Cronaca

Nola – Cimitero, obbligo di firma per i quattro dipendenti indagati

Potranno ritornare a risiedere a Nola i quattro dipendenti comunali indagati, coinvolti nell’inchiesta della procura nolana sul cimitero. Il Gip ha rivisto le applicazioni personali, lasciando solo l’obbligo di firma.

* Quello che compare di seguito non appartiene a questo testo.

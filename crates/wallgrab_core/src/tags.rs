use std::collections::BTreeSet;

use lazy_static::lazy_static;
use regex::Regex;

lazy_static! {
    // Leftmost, non-recursive: `[a [b]` yields the group `a [b`.
    static ref TAG_GROUP: Regex = Regex::new(r"\[([^\]]+)\]").expect("tag group pattern");
}

const SEPARATORS: &[char] = &[' ', '+', '|', '/'];

/// Extracts the bracketed tag annotations of a title.
///
/// Every `[...]` group contributes its tokens, split on space, `+`, `|` and `/`.
/// Tokens are trimmed and lowercased; the result is sorted ascending with no
/// duplicates and no empty strings.
///
/// ```
/// use wallgrab_core::extract_tags;
///
/// let tags = extract_tags("Screenshot[awesome] Triple monitor [i3|polybar]");
/// assert_eq!(tags, vec!["awesome", "i3", "polybar"]);
/// ```
pub fn extract_tags(title: &str) -> Vec<String> {
    let mut tags = BTreeSet::new();

    for group in TAG_GROUP.captures_iter(title) {
        let interior = group[1].replace('[', "");
        for token in interior.split(SEPARATORS) {
            let token = token.trim().to_lowercase();
            if !token.is_empty() {
                tags.insert(token);
            }
        }
    }

    tags.into_iter().collect()
}

#[cfg(test)]
mod tests {
    use super::*;
    use pretty_assertions::assert_eq;

    #[test]
    fn extracts_tags_from_every_group() {
        assert_eq!(
            extract_tags("Screenshot[awesome] Triple monitor [i3|polybar]"),
            vec!["awesome", "i3", "polybar"]
        );
    }

    #[test]
    fn title_without_brackets_has_no_tags() {
        assert!(extract_tags("no tags here").is_empty());
    }

    #[test]
    fn separator_runs_count_as_one_boundary() {
        assert_eq!(
            extract_tags("[bspwm + /polybar||  Rofi]"),
            vec!["bspwm", "polybar", "rofi"]
        );
    }

    #[test]
    fn separator_only_and_empty_groups_yield_nothing() {
        assert!(extract_tags("[ + | / ] and []").is_empty());
    }

    #[test]
    fn duplicates_across_groups_collapse() {
        assert_eq!(extract_tags("[i3] rice [I3/sway] [i3]"), vec!["i3", "sway"]);
    }

    #[test]
    fn unmatched_open_bracket_is_folded_into_the_group() {
        assert_eq!(extract_tags("[dwm [st] dots]"), vec!["dwm", "st"]);
        assert!(extract_tags("[dangling").is_empty());
    }

    #[test]
    fn output_is_sorted_without_empty_strings() {
        let titles = [
            "[Zsh|awesome] [ X ]",
            "[ a  b ][c]",
            "plain",
            "[||]",
            "[Xfce/ xfce /XFCE]",
        ];
        for title in titles {
            let tags = extract_tags(title);
            let mut sorted = tags.clone();
            sorted.sort();
            sorted.dedup();
            assert_eq!(tags, sorted, "title {title:?}");
            assert!(tags.iter().all(|t| !t.is_empty()), "title {title:?}");
        }
    }
}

Ricordiamo che la vicenda legata alla gestione del cimitero, ipotizza a carico degli indagati, un custode, due addetti e un dipendente amministrativo, i reati di concussione e corruzione.

Un’attività di indagine iniziata nel 2015, dagli agenti del commissariato di polizia di Nola, che avrebbero acquisito prove, relative alla condotta del personale incaricato alla sorveglianza e alle attività tecniche del cimitero, che secondo il giudice, avrebbe imposto e incassato le somme relative agli interri e alle riesumazioni della salme. Secondo l’accusa sarebbe stata accertata la sottrazione e l’appropriazione, da parte degli indagati, di molte somme di danaro corrispondenti agli importi dei bollettini di pagamento che non sarebbero stati versati alla tesoreria comunale, ma incassate direttamente dai dipendenti.

Secondo la Procura, il danno provocato alle casse dell’ente, ammonterebbe, per il solo 2015, a circa 50mila euro.

Adesso con il solo obbligo di firma i legali dei dipendenti indagati, si domandano se i loro assistiti possono ritornare a svolgere il proprio lavoro. In una nota recapitata, il segretario generale avrebbe specificato l’impossibilità di riassumerli in servizio. Allora sarebbe stato chiesto un incontro, che potrebbe svolgersi nella giornata di lunedì, per chiarire le motivazioni del diniego, e sopratutto chiarire i motivi che hanno permesso ad altri dipendenti indagati, di ritornare regolarmente al lavoro.

Sul fronte inchiesta si dovrà attendere almeno un altro mese per capire gli sviluppo del procedimento.